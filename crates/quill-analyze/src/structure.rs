use once_cell::sync::Lazy;
use quill_core::{HeadingAnalysis, ImageAnalysis, Link, LinkAnalysis};
use regex::Regex;
use url::Url;

use crate::text::strip_html;

const HEADING_LEVELS: [&str; 6] = ["h1", "h2", "h3", "h4", "h5", "h6"];

static HEADING_RES: Lazy<Vec<Regex>> = Lazy::new(|| {
    HEADING_LEVELS
        .iter()
        .map(|level| {
            Regex::new(&format!(r"(?is)<{level}[^>]*>(.*?)</{level}>")).unwrap()
        })
        .collect()
});

static LINK_RE: Lazy<Regex> =
    Lazy::new(|| Regex::new(r#"(?is)<a[^>]*href=["']([^"']*)["'][^>]*>(.*?)</a>"#).unwrap());
static IMG_RE: Lazy<Regex> = Lazy::new(|| Regex::new(r"(?i)<img[^>]*>").unwrap());
static ALT_ATTR_RE: Lazy<Regex> =
    Lazy::new(|| Regex::new(r#"(?i)alt=["']([^"']*)["']"#).unwrap());

/// Heading inventory over the raw HTML. Inner markup is preserved in the
/// inventory; keyword matching runs on the stripped inner text.
pub fn analyze_headings(content_html: &str, focus_keyword: &str) -> HeadingAnalysis {
    let mut by_level = std::collections::HashMap::new();
    let mut total = 0;
    let mut keyword_in_headings = 0;
    let keyword = focus_keyword.to_lowercase();

    for (level, re) in HEADING_LEVELS.iter().zip(HEADING_RES.iter()) {
        let texts: Vec<String> = re
            .captures_iter(content_html)
            .map(|c| c[1].to_string())
            .collect();
        total += texts.len();
        if !keyword.is_empty() {
            keyword_in_headings += texts
                .iter()
                .filter(|t| strip_html(t).to_lowercase().contains(&keyword))
                .count();
        }
        by_level.insert(level.to_string(), texts);
    }

    HeadingAnalysis {
        by_level,
        total,
        keyword_in_headings,
    }
}

/// Extract `<a href>` pairs and classify against the site domain. Rooted
/// paths are internal; absolute http(s) URLs are internal when their host
/// contains the site domain or localhost; anything else (mailto:, fragments)
/// counts toward the total but is left unclassified.
pub fn analyze_links(content_html: &str, site_domain: &str) -> LinkAnalysis {
    let mut internal = Vec::new();
    let mut external = Vec::new();
    let mut total = 0;

    for caps in LINK_RE.captures_iter(content_html) {
        total += 1;
        let href = caps[1].to_string();
        let link = Link {
            url: href.clone(),
            text: strip_html(&caps[2]),
        };

        if href.starts_with("http://") || href.starts_with("https://") {
            let host = Url::parse(&href)
                .ok()
                .and_then(|u| u.host_str().map(str::to_string))
                .unwrap_or_default();
            if host.contains(site_domain) || host.contains("localhost") {
                internal.push(link);
            } else {
                external.push(link);
            }
        } else if href.starts_with('/') {
            internal.push(link);
        }
    }

    let internal_count = internal.len();
    let external_count = external.len();
    LinkAnalysis {
        internal,
        external,
        total,
        internal_count,
        external_count,
    }
}

/// Image attribute coverage. Attribute presence is a case-insensitive
/// substring test on the tag; keyword matching needs a quoted alt value.
pub fn analyze_images(content_html: &str, focus_keyword: &str) -> ImageAnalysis {
    let keyword = focus_keyword.to_lowercase();
    let mut total = 0;
    let mut with_alt = 0;
    let mut with_title = 0;
    let mut keyword_in_alt = 0;

    for m in IMG_RE.find_iter(content_html) {
        total += 1;
        let tag = m.as_str().to_lowercase();
        if tag.contains("alt=") {
            with_alt += 1;
            if !keyword.is_empty() {
                if let Some(alt) = ALT_ATTR_RE.captures(m.as_str()) {
                    if alt[1].to_lowercase().contains(&keyword) {
                        keyword_in_alt += 1;
                    }
                }
            }
        }
        if tag.contains("title=") {
            with_title += 1;
        }
    }

    let alt_coverage_percent = if total > 0 {
        with_alt as f64 / total as f64 * 100.0
    } else {
        0.0
    };

    ImageAnalysis {
        total,
        with_alt,
        with_title,
        keyword_in_alt,
        alt_coverage_percent,
    }
}
pub mod schema;
pub mod tags;

/// Join a possibly-relative URL onto the site base. Already-absolute URLs
/// pass through.
pub(crate) fn absolute_url(base_url: &str, url: &str) -> String {
    if url.starts_with("http://") || url.starts_with("https://") {
        url.to_string()
    } else {
        format!("{}{}", base_url.trim_end_matches('/'), url)
    }
}

/// Absolute permalink for a post under the site's blog prefix.
pub fn post_url(doc: &quill_core::Document, base_url: &str) -> String {
    format!("{}/blog/{}/", base_url.trim_end_matches('/'), doc.slug)
}
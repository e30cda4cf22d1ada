//! Network operations.

use hcloud_models::{
    id_type::NetworkId,
    networks::{NetworkListResponse, NetworkResponse},
};

use crate::{
    client::Client,
    errors::{ClientError, CustomResult},
    request::Method,
};

/// Operations on private networks.
#[derive(Clone, Debug)]
pub struct Networks<'a> {
    pub(crate) client: &'a Client,
}

impl Networks<'_> {
    /// Lists all private networks in the project.
    pub async fn list(&self) -> CustomResult<NetworkListResponse, ClientError> {
        let request = self.client.request(Method::Get, "networks").build();
        self.client.call(request, "NetworkListResponse").await
    }

    /// Fetches a single network.
    pub async fn get(&self, id: NetworkId) -> CustomResult<NetworkResponse, ClientError> {
        let request = self
            .client
            .request(Method::Get, &format!("networks/{id}"))
            .build();
        self.client.call(request, "NetworkResponse").await
    }
}
//! Server operations.

use hcloud_models::{
    actions::ActionResponse,
    id_type::ServerId,
    servers::{
        AddToPlacementGroupRequest, AttachIsoRequest, ChangeAliasIpsRequest,
        ChangeProtectionRequest, ChangeServerTypeRequest, CreateImageFromServerRequest,
        CreateImageResponse, CreateServerRequest, CreateServerResponse, EnableRescueModeRequest,
        EnableRescueResponse, RebuildFromImageRequest, RebuildServerResponse, ServerListResponse,
        ServerResponse,
    },
};

use crate::{
    client::{encode_request, Client},
    errors::{ClientError, CustomResult},
    request::Method,
};

/// Operations on servers and their actions.
#[derive(Clone, Debug)]
pub struct Servers<'a> {
    pub(crate) client: &'a Client,
}

impl Servers<'_> {
    /// Lists all servers in the project, in the server's declared
    /// pagination order.
    pub async fn list(&self) -> CustomResult<ServerListResponse, ClientError> {
        let request = self.client.request(Method::Get, "servers").build();
        self.client.call(request, "ServerListResponse").await
    }

    /// Fetches a single server.
    pub async fn get(&self, id: ServerId) -> CustomResult<ServerResponse, ClientError> {
        let request = self
            .client
            .request(Method::Get, &format!("servers/{id}"))
            .build();
        self.client.call(request, "ServerResponse").await
    }

    /// Creates a server from a validated payload.
    pub async fn create(
        &self,
        payload: CreateServerRequest,
    ) -> CustomResult<CreateServerResponse, ClientError> {
        let request = self
            .client
            .request(Method::Post, "servers")
            .set_body(encode_request(&payload)?)
            .build();
        self.client.call(request, "CreateServerResponse").await
    }

    /// Deletes a server.
    pub async fn delete(&self, id: ServerId) -> CustomResult<ActionResponse, ClientError> {
        let request = self
            .client
            .request(Method::Delete, &format!("servers/{id}"))
            .build();
        self.client.call(request, "ActionResponse").await
    }

    /// Changes the server type, optionally growing the disk.
    pub async fn change_type(
        &self,
        id: ServerId,
        payload: ChangeServerTypeRequest,
    ) -> CustomResult<ActionResponse, ClientError> {
        self.action(id, "change_type", &payload).await
    }

    /// Boots the rescue system on next reboot and returns its root
    /// password.
    pub async fn enable_rescue(
        &self,
        id: ServerId,
        payload: EnableRescueModeRequest,
    ) -> CustomResult<EnableRescueResponse, ClientError> {
        let request = self
            .client
            .request(Method::Post, &format!("servers/{id}/actions/enable_rescue"))
            .set_body(encode_request(&payload)?)
            .build();
        self.client.call(request, "EnableRescueResponse").await
    }

    /// Rebuilds the server from an image, wiping its disk.
    pub async fn rebuild(
        &self,
        id: ServerId,
        payload: RebuildFromImageRequest,
    ) -> CustomResult<RebuildServerResponse, ClientError> {
        let request = self
            .client
            .request(Method::Post, &format!("servers/{id}/actions/rebuild"))
            .set_body(encode_request(&payload)?)
            .build();
        self.client.call(request, "RebuildServerResponse").await
    }

    /// Attaches an ISO by name or id.
    pub async fn attach_iso(
        &self,
        id: ServerId,
        payload: AttachIsoRequest,
    ) -> CustomResult<ActionResponse, ClientError> {
        self.action(id, "attach_iso", &payload).await
    }

    /// Detaches the currently attached ISO.
    pub async fn detach_iso(&self, id: ServerId) -> CustomResult<ActionResponse, ClientError> {
        let request = self
            .client
            .request(Method::Post, &format!("servers/{id}/actions/detach_iso"))
            .build();
        self.client.call(request, "ActionResponse").await
    }

    /// Creates an image (snapshot or backup) from the server.
    pub async fn create_image(
        &self,
        id: ServerId,
        payload: CreateImageFromServerRequest,
    ) -> CustomResult<CreateImageResponse, ClientError> {
        let request = self
            .client
            .request(Method::Post, &format!("servers/{id}/actions/create_image"))
            .set_body(encode_request(&payload)?)
            .build();
        self.client.call(request, "CreateImageResponse").await
    }

    /// Changes the delete/rebuild protection flags.
    pub async fn change_protection(
        &self,
        id: ServerId,
        payload: ChangeProtectionRequest,
    ) -> CustomResult<ActionResponse, ClientError> {
        self.action(id, "change_protection", &payload).await
    }

    /// Adds the server to a placement group.
    pub async fn add_to_placement_group(
        &self,
        id: ServerId,
        payload: AddToPlacementGroupRequest,
    ) -> CustomResult<ActionResponse, ClientError> {
        self.action(id, "add_to_placement_group", &payload).await
    }

    /// Removes the server from its placement group.
    pub async fn remove_from_placement_group(
        &self,
        id: ServerId,
    ) -> CustomResult<ActionResponse, ClientError> {
        let request = self
            .client
            .request(
                Method::Post,
                &format!("servers/{id}/actions/remove_from_placement_group"),
            )
            .build();
        self.client.call(request, "ActionResponse").await
    }

    /// Replaces the alias IPs of the server on one private network.
    pub async fn change_alias_ips(
        &self,
        id: ServerId,
        payload: ChangeAliasIpsRequest,
    ) -> CustomResult<ActionResponse, ClientError> {
        self.action(id, "change_alias_ips", &payload).await
    }

    async fn action<T>(
        &self,
        id: ServerId,
        command: &str,
        payload: &T,
    ) -> CustomResult<ActionResponse, ClientError>
    where
        T: serde::Serialize + std::fmt::Debug,
    {
        let request = self
            .client
            .request(Method::Post, &format!("servers/{id}/actions/{command}"))
            .set_body(encode_request(payload)?)
            .build();
        self.client.call(request, "ActionResponse").await
    }
}
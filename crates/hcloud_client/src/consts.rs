//! Constants used while building requests.

/// Base URL of the public API.
pub const DEFAULT_BASE_URL: &str = "https://api.hetzner.cloud/v1";

/// Content type of every request and response body.
pub const JSON_CONTENT_TYPE: &str = "application/json";

/// Header names used by the client.
pub mod headers {
    pub const ACCEPT: &str = "Accept";
    pub const AUTHORIZATION: &str = "Authorization";
    pub const CONTENT_TYPE: &str = "Content-Type";
}
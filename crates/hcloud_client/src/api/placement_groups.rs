//! Placement group operations.

use hcloud_models::{
    id_type::PlacementGroupId,
    placement_groups::{PlacementGroupListResponse, PlacementGroupResponse},
};

use crate::{
    client::Client,
    errors::{ClientError, CustomResult},
    request::Method,
};

/// Operations on placement groups.
#[derive(Clone, Debug)]
pub struct PlacementGroups<'a> {
    pub(crate) client: &'a Client,
}

impl PlacementGroups<'_> {
    /// Lists all placement groups in the project.
    pub async fn list(&self) -> CustomResult<PlacementGroupListResponse, ClientError> {
        let request = self.client.request(Method::Get, "placement_groups").build();
        self.client
            .call(request, "PlacementGroupListResponse")
            .await
    }

    /// Fetches a single placement group.
    pub async fn get(
        &self,
        id: PlacementGroupId,
    ) -> CustomResult<PlacementGroupResponse, ClientError> {
        let request = self
            .client
            .request(Method::Get, &format!("placement_groups/{id}"))
            .build();
        self.client.call(request, "PlacementGroupResponse").await
    }
}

________________

■ **Task statement**
Go to the line with "for m in IMG_RE.find_iter(content_html)" in the entries above and repeat every line from there through the line with "if let Some(alt)", exactly and with no other text.

■ **Result of this task**
    for m in IMG_RE.find_iter(content_html) {
        total += 1;
        let tag = m.as_str().to_lowercase();
        if tag.contains("alt=") {
            with_alt += 1;
            if !keyword.is_empty() {
                if let Some(alt) = ALT_ATTR_RE.captures(m.as_str()) {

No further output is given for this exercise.